Work request: All lines from the one including "pub fn is_alias(&self)" to the bottom of the entries below should be repeated exactly, both ends kept.

Data section:
=== Begin Enclosure ===

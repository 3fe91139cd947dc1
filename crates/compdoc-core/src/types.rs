use serde::Serialize;
use std::path::PathBuf;

/// A component directory selected for generation.
#[derive(Debug, Clone, PartialEq, Eq, Serialize)]
#[serde(rename_all = "camelCase")]
pub struct Candidate {
    pub name: String,
    pub location: PathBuf,
    /// Group directory the component lives under.
    pub category: String,
    pub kind: CandidateKind,
}

#[derive(Debug, Clone, PartialEq, Eq, Serialize)]
#[serde(tag = "type", rename_all = "camelCase")]
pub enum CandidateKind {
    Component,
    /// Published under `name` with the facets of `source`.
    Alias { source: String },
}

impl Candidate {
    pub fn component(
        name: impl Into<String>,
        location: impl Into<PathBuf>,
        category: impl Into<String>,
    ) -> Self {
        Self {
            name: name.into(),
            location: location.into(),
            category: category.into(),
            kind: CandidateKind::Component,
        }
    }

    /// An alias shares the source candidate's location and category.
    pub fn alias_of(name: impl Into<String>, source: &Candidate) -> Self {
        Self {
            name: name.into(),
            location: source.location.clone(),
            category: source.category.clone(),
            kind: CandidateKind::Alias {
                source: source.name.clone(),
            },
        }
    }

    pub fn is_alias(&self) -> bool {
        matches!(self.kind, CandidateKind::Alias { .. })
    }
}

=== End Enclosure ===

Written solution:
    pub fn is_alias(&self) -> bool {
        matches!(self.kind, CandidateKind::Alias { .. })
    }
}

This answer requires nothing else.